Aim of the task:
Reproduce every entry exactly.

Recorded information:
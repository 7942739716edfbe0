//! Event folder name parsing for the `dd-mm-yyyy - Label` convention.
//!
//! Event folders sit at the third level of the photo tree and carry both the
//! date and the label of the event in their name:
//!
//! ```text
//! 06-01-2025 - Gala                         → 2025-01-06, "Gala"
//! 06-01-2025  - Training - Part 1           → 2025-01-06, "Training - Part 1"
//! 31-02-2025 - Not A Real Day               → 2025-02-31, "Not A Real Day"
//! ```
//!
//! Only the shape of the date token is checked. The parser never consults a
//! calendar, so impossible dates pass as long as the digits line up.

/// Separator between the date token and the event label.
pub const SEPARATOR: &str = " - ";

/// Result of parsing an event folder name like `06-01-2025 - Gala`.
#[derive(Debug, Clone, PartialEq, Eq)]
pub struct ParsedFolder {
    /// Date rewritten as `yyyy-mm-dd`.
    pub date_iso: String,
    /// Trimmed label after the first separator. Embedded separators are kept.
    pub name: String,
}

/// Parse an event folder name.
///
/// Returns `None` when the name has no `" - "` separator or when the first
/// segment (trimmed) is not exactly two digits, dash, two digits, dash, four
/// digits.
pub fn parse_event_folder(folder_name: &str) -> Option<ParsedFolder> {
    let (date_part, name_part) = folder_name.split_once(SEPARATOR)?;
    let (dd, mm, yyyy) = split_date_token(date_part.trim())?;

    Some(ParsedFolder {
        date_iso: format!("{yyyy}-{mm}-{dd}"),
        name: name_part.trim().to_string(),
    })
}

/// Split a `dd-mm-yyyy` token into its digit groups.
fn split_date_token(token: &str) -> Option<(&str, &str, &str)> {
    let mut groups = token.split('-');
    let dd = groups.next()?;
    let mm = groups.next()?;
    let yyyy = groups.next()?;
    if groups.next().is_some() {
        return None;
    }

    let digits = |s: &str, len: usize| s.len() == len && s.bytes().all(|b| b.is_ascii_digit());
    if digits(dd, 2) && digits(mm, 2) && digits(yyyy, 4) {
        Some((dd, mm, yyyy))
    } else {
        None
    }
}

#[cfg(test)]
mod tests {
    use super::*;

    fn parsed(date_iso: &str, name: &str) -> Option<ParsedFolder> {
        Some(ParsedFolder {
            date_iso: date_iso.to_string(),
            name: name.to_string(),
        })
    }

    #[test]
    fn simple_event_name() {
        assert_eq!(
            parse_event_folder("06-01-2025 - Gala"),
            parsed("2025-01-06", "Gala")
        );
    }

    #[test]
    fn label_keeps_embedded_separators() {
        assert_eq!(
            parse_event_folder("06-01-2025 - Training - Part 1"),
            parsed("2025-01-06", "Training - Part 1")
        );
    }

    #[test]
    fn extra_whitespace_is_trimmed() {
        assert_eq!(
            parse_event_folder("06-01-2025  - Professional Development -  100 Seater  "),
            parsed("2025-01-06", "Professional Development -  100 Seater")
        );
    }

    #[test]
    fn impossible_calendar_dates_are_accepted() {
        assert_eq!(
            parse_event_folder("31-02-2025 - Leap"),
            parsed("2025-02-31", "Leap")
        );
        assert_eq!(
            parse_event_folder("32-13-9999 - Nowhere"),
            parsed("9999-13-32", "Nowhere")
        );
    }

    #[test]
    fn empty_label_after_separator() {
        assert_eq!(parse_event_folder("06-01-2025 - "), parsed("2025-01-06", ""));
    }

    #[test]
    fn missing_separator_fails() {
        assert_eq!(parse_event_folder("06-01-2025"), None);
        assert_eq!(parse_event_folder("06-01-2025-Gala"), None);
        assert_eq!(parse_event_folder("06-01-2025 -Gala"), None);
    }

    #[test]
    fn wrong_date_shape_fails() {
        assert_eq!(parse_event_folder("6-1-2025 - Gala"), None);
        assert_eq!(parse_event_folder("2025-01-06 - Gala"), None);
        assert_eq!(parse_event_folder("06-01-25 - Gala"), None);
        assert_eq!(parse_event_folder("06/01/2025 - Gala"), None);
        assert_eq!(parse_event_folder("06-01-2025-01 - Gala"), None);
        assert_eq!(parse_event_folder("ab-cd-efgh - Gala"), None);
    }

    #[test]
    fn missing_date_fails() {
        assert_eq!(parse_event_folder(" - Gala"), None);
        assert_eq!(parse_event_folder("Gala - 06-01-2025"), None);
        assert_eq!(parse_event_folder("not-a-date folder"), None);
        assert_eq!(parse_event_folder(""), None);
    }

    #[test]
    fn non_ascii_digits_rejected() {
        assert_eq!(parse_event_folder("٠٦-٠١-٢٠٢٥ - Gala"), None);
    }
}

Written solution:
repository 7942739716edfbe0
//! Event folder name parsing for the `dd-mm-yyyy - Label` convention.
//!
//! Event folders sit at the third level of the photo tree and carry both the
//! date and the label of the event in their name:
//!
//! ```text
//! 06-01-2025 - Gala                         → 2025-01-06, "Gala"
//! 06-01-2025  - Training - Part 1           → 2025-01-06, "Training - Part 1"
//! 31-02-2025 - Not A Real Day               → 2025-02-31, "Not A Real Day"
//! ```
//!
//! Only the shape of the date token is checked. The parser never consults a
//! calendar, so impossible dates pass as long as the digits line up.

/// Separator between the date token and the event label.
pub const SEPARATOR: &str = " - ";

/// Result of parsing an event folder name like `06-01-2025 - Gala`.
#[derive(Debug, Clone, PartialEq, Eq)]
pub struct ParsedFolder {
    /// Date rewritten as `yyyy-mm-dd`.
    pub date_iso: String,
    /// Trimmed label after the first separator. Embedded separators are kept.
    pub name: String,
}

/// Parse an event folder name.
///
/// Returns `None` when the name has no `" - "` separator or when the first
/// segment (trimmed) is not exactly two digits, dash, two digits, dash, four
/// digits.
pub fn parse_event_folder(folder_name: &str) -> Option<ParsedFolder> {
    let (date_part, name_part) = folder_name.split_once(SEPARATOR)?;
    let (dd, mm, yyyy) = split_date_token(date_part.trim())?;

    Some(ParsedFolder {
        date_iso: format!("{yyyy}-{mm}-{dd}"),
        name: name_part.trim().to_string(),
    })
}

/// Split a `dd-mm-yyyy` token into its digit groups.
fn split_date_token(token: &str) -> Option<(&str, &str, &str)> {
    let mut groups = token.split('-');
    let dd = groups.next()?;
    let mm = groups.next()?;
    let yyyy = groups.next()?;
    if groups.next().is_some() {
        return None;
    }

    let digits = |s: &str, len: usize| s.len() == len && s.bytes().all(|b| b.is_ascii_digit());
    if digits(dd, 2) && digits(mm, 2) && digits(yyyy, 4) {
        Some((dd, mm, yyyy))
    } else {
        None
    }
}

#[cfg(test)]
mod tests {
    use super::*;

    fn parsed(date_iso: &str, name: &str) -> Option<ParsedFolder> {
        Some(ParsedFolder {
            date_iso: date_iso.to_string(),
            name: name.to_string(),
        })
    }

    #[test]
    fn simple_event_name() {
        assert_eq!(
            parse_event_folder("06-01-2025 - Gala"),
            parsed("2025-01-06", "Gala")
        );
    }

    #[test]
    fn label_keeps_embedded_separators() {
        assert_eq!(
            parse_event_folder("06-01-2025 - Training - Part 1"),
            parsed("2025-01-06", "Training - Part 1")
        );
    }

    #[test]
    fn extra_whitespace_is_trimmed() {
        assert_eq!(
            parse_event_folder("06-01-2025  - Professional Development -  100 Seater  "),
            parsed("2025-01-06", "Professional Development -  100 Seater")
        );
    }

    #[test]
    fn impossible_calendar_dates_are_accepted() {
        assert_eq!(
            parse_event_folder("31-02-2025 - Leap"),
            parsed("2025-02-31", "Leap")
        );
        assert_eq!(
            parse_event_folder("32-13-9999 - Nowhere"),
            parsed("9999-13-32", "Nowhere")
        );
    }

    #[test]
    fn empty_label_after_separator() {
        assert_eq!(parse_event_folder("06-01-2025 - "), parsed("2025-01-06", ""));
    }

    #[test]
    fn missing_separator_fails() {
        assert_eq!(parse_event_folder("06-01-2025"), None);
        assert_eq!(parse_event_folder("06-01-2025-Gala"), None);
        assert_eq!(parse_event_folder("06-01-2025 -Gala"), None);
    }

    #[test]
    fn wrong_date_shape_fails() {
        assert_eq!(parse_event_folder("6-1-2025 - Gala"), None);
        assert_eq!(parse_event_folder("2025-01-06 - Gala"), None);
        assert_eq!(parse_event_folder("06-01-25 - Gala"), None);
        assert_eq!(parse_event_folder("06/01/2025 - Gala"), None);
        assert_eq!(parse_event_folder("06-01-2025-01 - Gala"), None);
        assert_eq!(parse_event_folder("ab-cd-efgh - Gala"), None);
    }

    #[test]
    fn missing_date_fails() {
        assert_eq!(parse_event_folder(" - Gala"), None);
        assert_eq!(parse_event_folder("Gala - 06-01-2025"), None);
        assert_eq!(parse_event_folder("not-a-date folder"), None);
        assert_eq!(parse_event_folder(""), None);
    }

    #[test]
    fn non_ascii_digits_rejected() {
        assert_eq!(parse_event_folder("٠٦-٠١-٢٠٢٥ - Gala"), None);
    }
}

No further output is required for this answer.